Я сказала девчатам, что в эту ночь весь полк пойдет в наступление.

– Не будьте трусами! Не становитесь предателями! Помните, что сами согласились показать пример воинской дисциплины лодырям в армии. Я знаю, что вы рождены для славы. Страна пристально следит за тем, как вы поведете за собой весь фронт. Положитесь на Господа, и Он поможет нам спасти Родину…

Стоявших рядом мужчин я призвала к полному взаимопониманию и поддержке. Так как на этом участке фронта только что побывал Керенский, солдаты все еще находились под влиянием его пылких призывов защищать страну и свободу. Они живо откликнулись на мое обращение, обещая действовать сообща в ожидаемом наступлении. На землю опустилась тьма, нарушаемая время от времени вспышками разрывов. Нас ждала как никогда трудная ночь.

Артиллерия грохотала громче обычного, когда мы, вытянувшись в цепочку, осторожно пробирались по соединительной траншее к передней линии огня. Остальные подразделения полка продвигались на передовую по другим ходам сообщения.
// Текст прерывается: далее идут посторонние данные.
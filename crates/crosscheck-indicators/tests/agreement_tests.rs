//! Candidate versus reference agreement through the full resolution pipeline.

#![allow(clippy::cast_precision_loss)]

use ta_crosscheck_core::params::Params;
use ta_crosscheck_core::reconcile::MinperiodMode;
use ta_crosscheck_core::registry::TestSpec;
use ta_crosscheck_core::resolve::{compare, MinperiodsCheck, Overrides};
use ta_crosscheck_core::table::{PriceRow, PriceTable};
use ta_crosscheck_indicators::{candidate_library, reference_library};

/// Deterministic OHLC series: a random walk with a slow oscillation.
fn price_table(n: usize) -> PriceTable {
    let mut state: u64 = 0x2006_0001;
    let mut close = 3600.0_f64;
    let rows = (0..n)
        .map(|i| {
            state = state.wrapping_mul(6_364_136_223_846_793_005).wrapping_add(1_442_695_040_888_963_407);
            let noise = ((state >> 33) as f64 / f64::from(u32::MAX) - 0.5) * 40.0;
            let open = close;
            close = (open + noise + (i as f64 * 0.07).sin() * 8.0).max(1.0);
            let high = open.max(close) + noise.abs() * 0.5;
            let low = open.min(close) - noise.abs() * 0.4;
            PriceRow {
                date: format!("2006-{:03}", i + 1),
                open,
                high,
                low,
                close,
                volume: 0.0,
                openinterest: 0.0,
            }
        })
        .collect();
    PriceTable::from_rows(rows)
}

fn run(name: &str, spec: &TestSpec) -> ta_crosscheck_core::resolve::Comparison {
    let table = price_table(255);
    compare(
        name,
        spec,
        &table,
        &candidate_library(),
        &reference_library(),
        &Overrides::default(),
    )
    .unwrap()
}

// ==================== Single-Output Indicators ====================

#[test]
fn test_moving_averages_agree() {
    for name in ["sma", "ema", "wma"] {
        let c = run(name, &TestSpec::new().decimals(6));
        assert!(c.passed(), "{name}: {:?}", c.reconciliation.first_failure());
        assert_eq!(c.candidate.minperiod(), 29);
    }
}

#[test]
fn test_rsi_agrees() {
    let c = run("rsi", &TestSpec::new().decimals(6).minperiods(vec![14]));
    assert!(c.passed());
    assert_eq!(c.minperiods_check, MinperiodsCheck::Matched);
}

#[test]
fn test_atr_agrees_over_three_inputs() {
    let c = run("atr", &TestSpec::new().decimals(6));
    assert!(c.passed());
    assert_eq!(c.inputs, vec!["high", "low", "close"]);
}

#[test]
fn test_reference_params_follow_candidate_period() {
    let spec = TestSpec::new()
        .decimals(6)
        .candidate_params(Params::new().with("period", 10_i64))
        .reference_params(Params::new().with("timeperiod", 10_i64));
    let c = run("sma", &spec);
    assert!(c.passed());
    assert_eq!(c.candidate.minperiod(), 9);
}

#[test]
fn test_mismatched_periods_fail() {
    let spec = TestSpec::new()
        .decimals(6)
        .candidate_params(Params::new().with("period", 10_i64));
    assert!(!run("ema", &spec).passed());
}

// ==================== Multi-Output Indicators ====================

#[test]
fn test_bollinger_needs_swap_and_alias() {
    let base = TestSpec::new()
        .decimals(6)
        .reference_params(Params::new().with("timeperiod", 20_i64));

    let c = run("bollinger", &base.clone().swap(0, 1));
    assert_eq!(c.reference_name, "BBANDS");
    assert!(c.passed(), "{:?}", c.reconciliation.first_failure());

    assert!(!run("bollinger", &base).passed());
}

#[test]
fn test_macd_global_mode_passes() {
    let c = run("macd", &TestSpec::new().decimals(6).minperiods(vec![25, 33, 33]));
    assert!(c.passed(), "{:?}", c.reconciliation.first_failure());
    assert_eq!(c.minperiods_check, MinperiodsCheck::Matched);
    assert_eq!(c.policy.mode, MinperiodMode::Global);
}

#[test]
fn test_macd_per_output_mode_sees_masked_line() {
    let c = run("macd", &TestSpec::new().decimals(6).minperiod(MinperiodMode::PerOutput));
    assert!(!c.passed());
    let failure = c.reconciliation.first_failure().unwrap();
    assert_eq!(failure.name, "macd");
}
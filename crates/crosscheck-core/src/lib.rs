//! ta-crosscheck-core: correctness cross-checking for technical analysis libraries
//!
//! This crate runs a technical-indicator library (the *candidate*) against a
//! trusted *reference* implementation of the same indicators over one price
//! table, and decides whether their outputs agree under a configurable
//! rounding and warm-up alignment policy.
//!
//! The crate never computes indicator values itself. Both sides plug in
//! through the [`adapter`] traits.
//!
//! # Overview
//!
//! - [`table::PriceTable`]: the shared, immutable input data
//! - [`adapter`]: the candidate and reference indicator traits and libraries
//! - [`registry::Registry`]: ordered test entries, built in code or from JSON
//! - [`reconcile::reconcile()`]: the output comparison algorithm
//! - [`runner::Runner`]: iterates a registry and records verdicts
//!
//! # Quick Start
//!
//! ```
//! use ta_crosscheck_core::prelude::*;
//!
//! let nan = f64::NAN;
//! let candidate = vec![NamedSeries::new("rsi", vec![nan, nan, 51.234_567])];
//! let reference = vec![NamedSeries::new("RSI", vec![nan, nan, 51.234_568])];
//!
//! let policy = Policy::new(MinperiodMode::Global).with_decimals(5).with_minperiods(2, vec![2]);
//! assert!(reconcile(&candidate, &reference, &policy).passed());
//! ```

#![deny(missing_docs)]
#![warn(clippy::all)]
#![warn(clippy::pedantic)]
#![allow(clippy::module_name_repetitions)]

pub mod adapter;
pub mod error;
pub mod logging;
pub mod params;
pub mod prelude;
pub mod reconcile;
pub mod registry;
pub mod report;
pub mod resolve;
pub mod runner;
pub mod series;
pub mod table;

// Re-export commonly used types at crate root
pub use error::{Error, Result};
pub use reconcile::reconcile;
Уже тогда несколько солдат были убиты, многие получили ранения; среди последних оказались и несколько моих девушек.

От командующего 10-й армией генерала Валуева пришел приказ нашему корпусу начать наступление в 3 часа утра 8 июля. Батальон занял участок в передней линии окопов, поддерживаемый с флангов другими ротами. Я находилась на крайнем правом фланге позиции батальона. На крайнем левом был капитан Петров, один из наших инструкторов. Мой адъютант поручик Филиппов остался в центре. Между ним и мной в цепи девушек на одинаковом расстоянии поставили двух офицеров. Таким же образом была построена линия в промежутке между поручиком Филипповым и капитаном Петровым. Мы ждали сигнала к атаке.

Ночь прошла в сильном напряжении. Когда подошел назначенный час, до меня стали доходить странные донесения. Офицеры встревожились. Они почувствовали некоторое беспокойство среди солдат и засомневались в том, что они вообще пойдут в наступление.
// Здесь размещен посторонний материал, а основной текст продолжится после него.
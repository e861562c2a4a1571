//! Named output series and indicator results.
//!
//! Every series is aligned 1:1 with the rows of the [`PriceTable`](crate::table::PriceTable)
//! it was computed from. Missing values are NaN; any NaN payload counts as a
//! missing marker, so two implementations that use different NaN bit patterns
//! still agree on *where* values are missing.

use crate::params::Params;

/// Returns `true` if the value is a missing marker.
#[inline]
#[must_use]
pub fn is_missing(value: f64) -> bool {
    value.is_nan()
}

/// Rounds a value to `decimals` decimal places.
///
/// Ties round to even at the scaled value, matching the behaviour of numpy's
/// `around`. NaN stays NaN. When scaling would overflow, the value is returned
/// unchanged (it already has fewer significant decimals than requested).
///
/// # Example
///
/// ```
/// use ta_crosscheck_core::series::round_to;
///
/// assert_eq!(round_to(1.23456, 2), 1.23);
/// assert_eq!(round_to(2.5, 0), 2.0);
/// assert!(round_to(f64::NAN, 3).is_nan());
/// ```
#[must_use]
pub fn round_to(value: f64, decimals: u32) -> f64 {
    if value.is_nan() || value.is_infinite() {
        return value;
    }
    let factor = 10_f64.powi(decimals.min(i32::MAX as u32) as i32);
    let scaled = value * factor;
    if !scaled.is_finite() || !factor.is_finite() {
        return value;
    }
    scaled.round_ties_even() / factor
}

/// Counts the leading run of missing values.
#[must_use]
pub fn leading_missing(values: &[f64]) -> usize {
    values.iter().take_while(|v| is_missing(**v)).count()
}

/// A numeric output sequence with a name.
#[derive(Debug, Clone, PartialEq)]
pub struct NamedSeries {
    name: String,
    values: Vec<f64>,
}

impl NamedSeries {
    /// Creates a named series.
    pub fn new(name: impl Into<String>, values: Vec<f64>) -> Self {
        Self {
            name: name.into(),
            values,
        }
    }

    /// The output name.
    #[must_use]
    pub fn name(&self) -> &str {
        &self.name
    }

    /// The values, one per price-table row.
    #[must_use]
    pub fn values(&self) -> &[f64] {
        &self.values
    }

    /// Number of positions.
    #[must_use]
    pub fn len(&self) -> usize {
        self.values.len()
    }

    /// Returns true if the series has no positions.
    #[must_use]
    pub fn is_empty(&self) -> bool {
        self.values.is_empty()
    }

    /// Returns a copy rounded to `decimals` places.
    #[must_use]
    pub fn rounded(&self, decimals: u32) -> Self {
        Self {
            name: self.name.clone(),
            values: self.values.iter().map(|v| round_to(*v, decimals)).collect(),
        }
    }

    /// Per-position missing flags.
    #[must_use]
    pub fn missing_mask(&self) -> Vec<bool> {
        self.values.iter().map(|v| is_missing(*v)).collect()
    }
}

/// The outputs of one indicator invocation plus its warm-up metadata.
#[derive(Debug, Clone, PartialEq)]
pub struct IndicatorResult {
    outputs: Vec<NamedSeries>,
    minperiod: usize,
    minperiods: Vec<usize>,
    params: Params,
}

impl IndicatorResult {
    /// Creates a result with explicitly declared minperiods.
    ///
    /// `minperiod` is the smallest position from which every output is defined.
    pub fn new(
        outputs: Vec<NamedSeries>,
        minperiod: usize,
        minperiods: Vec<usize>,
        params: Params,
    ) -> Self {
        Self {
            outputs,
            minperiod,
            minperiods,
            params,
        }
    }

    /// Creates a result whose minperiods are derived from the leading missing
    /// run of each output.
    pub fn from_outputs(outputs: Vec<NamedSeries>, params: Params) -> Self {
        let minperiods: Vec<usize> = outputs.iter().map(|o| leading_missing(o.values())).collect();
        let minperiod = minperiods.iter().copied().max().unwrap_or(0);
        Self::new(outputs, minperiod, minperiods, params)
    }

    /// The outputs, in the order the implementation produced them.
    #[must_use]
    pub fn outputs(&self) -> &[NamedSeries] {
        &self.outputs
    }

    /// Global minperiod.
    #[must_use]
    pub fn minperiod(&self) -> usize {
        self.minperiod
    }

    /// Per-output minperiods.
    #[must_use]
    pub fn minperiods(&self) -> &[usize] {
        &self.minperiods
    }

    /// The resolved parameters the implementation ran with.
    #[must_use]
    pub fn params(&self) -> &Params {
        &self.params
    }

    /// Output names in order.
    #[must_use]
    pub fn output_names(&self) -> Vec<&str> {
        self.outputs.iter().map(NamedSeries::name).collect()
    }

    /// Swaps outputs `a` and `b` (and their minperiods, when declared).
    ///
    /// # Errors
    ///
    /// Returns [`Error::SwapOutOfRange`](crate::Error::SwapOutOfRange) if either
    /// index does not name an output.
    pub fn swap_outputs(&mut self, a: usize, b: usize) -> crate::Result<()> {
        let outputs = self.outputs.len();
        for index in [a, b] {
            if index >= outputs {
                return Err(crate::Error::SwapOutOfRange { index, outputs });
            }
        }
        self.outputs.swap(a, b);
        if a < self.minperiods.len() && b < self.minperiods.len() {
            self.minperiods.swap(a, b);
        }
        Ok(())
    }
}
Часы показывали три часа утра. Полковник дал сигнал к атаке. Но солдаты справа от меня и слева от капитана Петрова не двигались. Они засомневались в правильности принятого решения. Трусы!

– За что мы должны умирать? – спрашивали одни.
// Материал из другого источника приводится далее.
//! Virtual path to backing/staging path mapping
//!
//! Pure path algebra: nothing here touches the filesystem.

use crate::error::{Error, Result};
use std::ffi::{OsStr, OsString};
use std::os::unix::ffi::{OsStrExt, OsStringExt};
use std::path::{Path, PathBuf};

const SEPARATOR: u8 = b'/';
const STAGING_PREFIX: &[u8] = b".";
const STAGING_SUFFIX: &[u8] = b".decrypt";

/// Maps virtual paths onto the backing directory
#[derive(Debug, Clone)]
pub struct PathResolver {
    base: PathBuf,
    max_len: usize,
}

impl PathResolver {
    /// Create a resolver rooted at `base`, rejecting results over `max_len` bytes
    pub fn new(base: impl Into<PathBuf>, max_len: usize) -> Self {
        let base = base.into();
        // A trailing separator would double up against the virtual path's leading one
        let mut bytes = base.into_os_string().into_vec();
        while bytes.len() > 1 && bytes.last() == Some(&SEPARATOR) {
            bytes.pop();
        }
        Self {
            base: PathBuf::from(OsString::from_vec(bytes)),
            max_len,
        }
    }

    /// The backing directory
    pub fn base(&self) -> &Path {
        &self.base
    }

    /// Absolute ciphertext path for a virtual path such as `/dir/file`
    pub fn resolve(&self, virtual_path: &Path) -> Result<PathBuf> {
        let rel = virtual_path.as_os_str().as_bytes();
        if rel.first() != Some(&SEPARATOR) {
            return Err(Error::InvalidPath(format!(
                "virtual path {:?} is not absolute",
                virtual_path
            )));
        }

        let base = match self.base.as_os_str().as_bytes() {
            [SEPARATOR] => &[][..],
            other => other,
        };
        let mut full = Vec::with_capacity(base.len() + rel.len());
        full.extend_from_slice(base);
        if rel.len() > 1 || base.is_empty() {
            full.extend_from_slice(rel);
        }

        self.bounded(full)
    }

    /// Ciphertext path for a name about to be created
    ///
    /// Staging file names are reserved and rejected with `InvalidPath`.
    pub fn resolve_new(&self, virtual_path: &Path) -> Result<PathBuf> {
        if has_staging_name(virtual_path) {
            return Err(Error::InvalidPath(format!(
                "{:?} is a reserved staging name",
                virtual_path
            )));
        }
        self.resolve(virtual_path)
    }

    /// Ciphertext path for an existing entry; staging files do not exist here
    pub fn resolve_visible(&self, virtual_path: &Path) -> Result<PathBuf> {
        if has_staging_name(virtual_path) {
            return Err(Error::Io(std::io::Error::from_raw_os_error(libc::ENOENT)));
        }
        self.resolve(virtual_path)
    }

    /// Staging path `<dir>/.<name>.decrypt` for a ciphertext path
    pub fn staging_path(&self, cipher_path: &Path) -> Result<PathBuf> {
        let bytes = cipher_path.as_os_str().as_bytes();
        let split = bytes
            .iter()
            .rposition(|&b| b == SEPARATOR)
            .ok_or_else(|| {
                Error::InvalidPath(format!("no separator in {:?}", cipher_path))
            })?;

        let (dir, name) = (&bytes[..split], &bytes[split + 1..]);
        if name.is_empty() {
            return Err(Error::InvalidPath(format!(
                "no file name in {:?}",
                cipher_path
            )));
        }

        let mut staging =
            Vec::with_capacity(bytes.len() + STAGING_PREFIX.len() + STAGING_SUFFIX.len());
        staging.extend_from_slice(dir);
        staging.push(SEPARATOR);
        staging.extend_from_slice(STAGING_PREFIX);
        staging.extend_from_slice(name);
        staging.extend_from_slice(STAGING_SUFFIX);

        self.bounded(staging)
    }

    fn bounded(&self, bytes: Vec<u8>) -> Result<PathBuf> {
        if bytes.len() >= self.max_len {
            return Err(Error::NameTooLong);
        }
        Ok(PathBuf::from(OsString::from_vec(bytes)))
    }
}

/// True if a directory entry name is a staging file
pub fn is_staging_name(name: &OsStr) -> bool {
    let bytes = name.as_bytes();
    bytes.len() > STAGING_PREFIX.len() + STAGING_SUFFIX.len()
        && bytes.starts_with(STAGING_PREFIX)
        && bytes.ends_with(STAGING_SUFFIX)
}

fn has_staging_name(path: &Path) -> bool {
    path.file_name().map_or(false, is_staging_name)
}
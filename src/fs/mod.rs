//! FUSE filesystem implementation
//!
//! Path mapping, staging and the encrypting core, plus the bridge that
//! serves them to the kernel through fuser.

pub mod attr;
pub mod core;
mod filesystem;
pub mod handle;
mod inode;
pub mod path;
pub mod staging;

pub use self::core::{CryptCore, DirEntry, FsStats, TimeUpdate};
pub use attr::{FileAttributes, NodeKind};
pub use filesystem::CipherFs;
pub use handle::{FileHandle, HandleTable};
pub use inode::{InodeTable, ROOT_INO};
pub use path::{is_staging_name, PathResolver};
pub use staging::StagingManager;

use crate::config::MountConfig;
use fuser::MountOption;

/// Name the mount shows up under in the mount table
pub const FS_NAME: &str = "cipherfs";

/// Translate the mount configuration into fuser mount options
///
/// Recognized `-o` strings map onto their typed options; anything else is
/// passed through verbatim.
pub fn mount_options(config: &MountConfig) -> Vec<MountOption> {
    let mut options = vec![
        MountOption::FSName(FS_NAME.to_string()),
        MountOption::DefaultPermissions,
    ];

    if config.auto_unmount {
        options.push(MountOption::AutoUnmount);
    }
    if config.allow_other {
        options.push(MountOption::AllowOther);
    }
    if config.allow_root {
        options.push(MountOption::AllowRoot);
    }

    for raw in &config.fuse_options {
        let option = match raw.trim() {
            "" => continue,
            "allow_other" => MountOption::AllowOther,
            "allow_root" => MountOption::AllowRoot,
            "auto_unmount" => MountOption::AutoUnmount,
            "default_permissions" => MountOption::DefaultPermissions,
            "ro" => MountOption::RO,
            "rw" => MountOption::RW,
            "exec" => MountOption::Exec,
            "noexec" => MountOption::NoExec,
            "suid" => MountOption::Suid,
            "nosuid" => MountOption::NoSuid,
            "dev" => MountOption::Dev,
            "nodev" => MountOption::NoDev,
            "atime" => MountOption::Atime,
            "noatime" => MountOption::NoAtime,
            "sync" => MountOption::Sync,
            "async" => MountOption::Async,
            "dirsync" => MountOption::DirSync,
            other => MountOption::CUSTOM(other.to_string()),
        };
        if !options.contains(&option) {
            options.push(option);
        }
    }

    options
}
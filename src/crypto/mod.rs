//! Cryptography for cipherfs
//!
//! AES-256-CBC with PKCS#7 padding, key and IV derived from a passphrase
//! by an OpenSSL `EVP_BytesToKey`-compatible KDF.

mod kdf;
mod key;
mod stream;

pub use kdf::{derive_key, DerivedKey};
pub use key::{
    provider_from_source, EnvKeyProvider, FileKeyProvider, KeyProvider, Passphrase,
    StaticKeyProvider,
};
pub use stream::{CipherMode, StreamCipher};

/// AES-256 key size in bytes
pub const KEY_SIZE: usize = 32;

/// CBC IV size in bytes
pub const IV_SIZE: usize = 16;

/// AES block size in bytes
pub const CIPHER_BLOCK: usize = 16;

/// Digest rounds per KDF output block
pub const KDF_ROUNDS: usize = 5;

/// Bytes read from the input per streaming step
pub const DEFAULT_STREAM_BLOCK: usize = 1024;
– Что толку в этом наступлении? – вторили им другие.

– Может быть, лучше вообще не идти в атаку, – в нерешительности говорили третьи.

– Правильно. Сначала надо разобраться, нужно ли вообще это наступление, – толковали солдаты в остальных ротах.

Полковник, ротные командиры и некоторые солдаты посмелее пытались убедить полк начать атаку. Между тем светало, начинался день. Время не ждало. Нерешительность отмечалась и в других полках корпуса. Солдаты, почувствовавшие было прилив мужества под влиянием речей Керенского, теперь, когда дело дошло да решительного наступления, растерялись и струсили. Мой батальон застрял в траншее из-за малодушия солдат на обоих наших флангах. Складывалась нетерпимая, недопустимая и нелепая ситуация.

Лучи восходящего солнца осветили несуразнейшую картину: весь армейский корпус обсуждал приказ своего командира о наступлении. Четыре часа утра. Споры все разгорались. Солнце поднялось еще выше. Утренний туман почти рассеялся. Артиллерийский огонь ослабевал. А обсуждение не стихало. Пять утра. Германцы пришли в замешательство и никак не могли понять, будут русские наступать или нет. И весь тот боевой дух, который накопился в батальоне за прошедшую ночь, улетучивался, уступая место физической усталости. А солдаты продолжали спорить, начинать ли атаку!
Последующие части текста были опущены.